Süddeutsche Zeitung

Sicherheitskampagne:"Sie fuhren gerne sportlich"

Jedes Jahr sterben 5000 Menschen bei Verkehrsunfällen. Jetzt hat das Bundesverkehrsministerium eine provokante Kampagne lanciert - mit falschen Todesanzeigen.

Carolin Gasteiger

Auf dem Foto ist ein ein junges Pärchen zu sehen. Jan und Lisa lachen glücklich in die Kamera. Daneben ein schwarzes Kreuz. Und der Satz "Zu schnell in die Kurve". Da muss man erst mal schlucken. Aber was auf den ersten Blick wie eine tragische Todesanzeige anmutet, ist Teil einer neuen Verkehrskampagne. Titel: "Runter vom Gas."

Zu schnelles Fahren ist in Deutschland nach wie vor Unfallursache Nummer eins. Jeden Tag sterben in Deutschland 14 Menschen im Straßenverkehr. Man hat Bilder im Kopf von Dränglern auf der Autobahn und Motorradfahrern, die sich bei aufheulendem Motorengeräusch so tief in die Kurve legen, dass ihre Knie den Asphalt berühren. Viel zu oft müssen sie ihre Raserei mit dem Leben bezahlen. Das Bundesverkehrsministerium will zusammen mit dem Verkehrssicherheitsrat die Zahl der Verkehrstoten bis 2010 halbieren.
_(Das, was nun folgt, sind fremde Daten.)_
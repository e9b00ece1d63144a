//! Pipeline-layer errors.

use std::{fmt, result};

use failure::{Backtrace, Context, Fail};

pub type Result<T> = result::Result<T, Error>;

#[derive(Debug)]
pub struct Error {
    ctx: Context<ErrorKind>,
}

impl Error {
    pub fn kind(&self) -> &ErrorKind {
        self.ctx.get_context()
    }

    pub fn no_uploader_configured() -> Error {
        ErrorKind::NoUploaderConfigured.into()
    }

    pub fn batch_not_found<S: Into<String>>(id: S) -> Error {
        ErrorKind::BatchNotFound { id: id.into() }.into()
    }
}

impl Fail for Error {
    fn cause(&self) -> Option<&dyn Fail> {
        self.ctx.cause()
    }

    fn backtrace(&self) -> Option<&Backtrace> {
        self.ctx.backtrace()
    }
}

impl Clone for Error {
    fn clone(&self) -> Self {
        self.kind().clone().into()
    }
}

impl PartialEq for Error {
    fn eq(&self, other: &Error) -> bool {
        self.kind() == other.kind()
    }
}

impl fmt::Display for Error {
    fn fmt(&self, f: &mut fmt::Formatter<'_>) -> fmt::Result {
        fmt::Display::fmt(&self.ctx, f)
    }
}

#[derive(Clone, Debug, Eq, PartialEq, Fail)]
pub enum ErrorKind {
    #[fail(display = "no uploader plugin is installed")]
    NoUploaderConfigured,

    #[fail(display = "no batch with id {:?} is running", id)]
    BatchNotFound { id: String },

    #[fail(display = "preprocessor {:?} failed: {}", plugin_id, message)]
    PreprocessorFailed { plugin_id: String, message: String },

    #[fail(display = "postprocessor {:?} failed: {}", plugin_id, message)]
    PostprocessorFailed { plugin_id: String, message: String },

    #[fail(display = "uploader {:?} failed: {}", plugin_id, message)]
    UploaderFailed { plugin_id: String, message: String },

    #[fail(display = "persisting batch {:?} failed: {}", id, message)]
    PersistFailed { id: String, message: String },
}

impl From<ErrorKind> for Error {
    fn from(kind: ErrorKind) -> Error {
        Error::from(Context::new(kind))
    }
}

impl From<Context<ErrorKind>> for Error {
    fn from(ctx: Context<ErrorKind>) -> Error {
        Error { ctx }
    }
}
Neben jungen Familien und fröhlichen Teenagern auf Schnappschüssen, wie man sie aus Passbildautomaten kennt, stehen Slogans wie "Ralf, Alex, Lea und Felix L. - Zu schnell auf nasser Fahrbahn" oder "Martin, Tim und Lukas - Fuhren gerne sportlich". Mit diesen alltäglichen Erfahrungen, die jeder schon mal gemacht hat, will die Kampagne besonders junge Menschen und Motorradfahrer erreichen.

Im zugehörigen TV-Spot klingelt das Telefon, niemand ist zu Hause. Die Kamera schwenkt durchs Wohnzimmer und bleibt auf einem Familienfoto hängen. Während die Ansage des Anrufbeantworters mit den munteren Stimmen von "Thomas, Andrea, Laura und Lukas" läuft, klirren plötzlich Scheiben, Bremsen quietschen, es kracht. Dann zerspringt der Bilderrahmen. Am Ende: "Nachrichten bitte nach dem Pieeep."

Bundesverkehrsminister Wolfgang Tiefensee (SPD) sagte bei der Vorstellung der Kampagne in Berlin: "Wir wollen eine prägende und nachhaltige Wirkung erzielen und das Leid anfassbar und begreifbar machen". Drastisch, schockierend und ein klarer Appell an die Angst: Das ist das Motto der Kampagne. Auch wenn Werbefachleute die Wirkung derart provozierender Messages anzweifeln: Deutlicher kann man nicht vor Verkehrsunfällen durch zu schnelles Fahren warnen. Neben der Sicherheitskampagne setzt sich Tiefensee für höhere Bußgelder für Raser und eine Geschwindigkeitsbegrenzung von 130 Stundenkilometern auf deutschen Autobahnen ein.

Deutschland ist dabei nicht das erste Land, das auf so drastische Art an Raser appelliert: Seit Jahren stehen in Frankreich schwarze Männchen am Straßenrand - für jeden Verkehrstoten eine. Manchmal fährt man an vier oder fünf Figuren nebeneinander vorbei. Auch die Modeindustrie verwendet gern provokante Werbemotive, um Aufsehen zu erregen - man denke nur an die HIV-Kampagne von Benetton.

Nichts anderes passiert bei "Runter vom Gas". Nur, dass die Aufmerksamkeit hier keinem kommerziellen, sondern einem rein gesundheitlichen Zweck dient.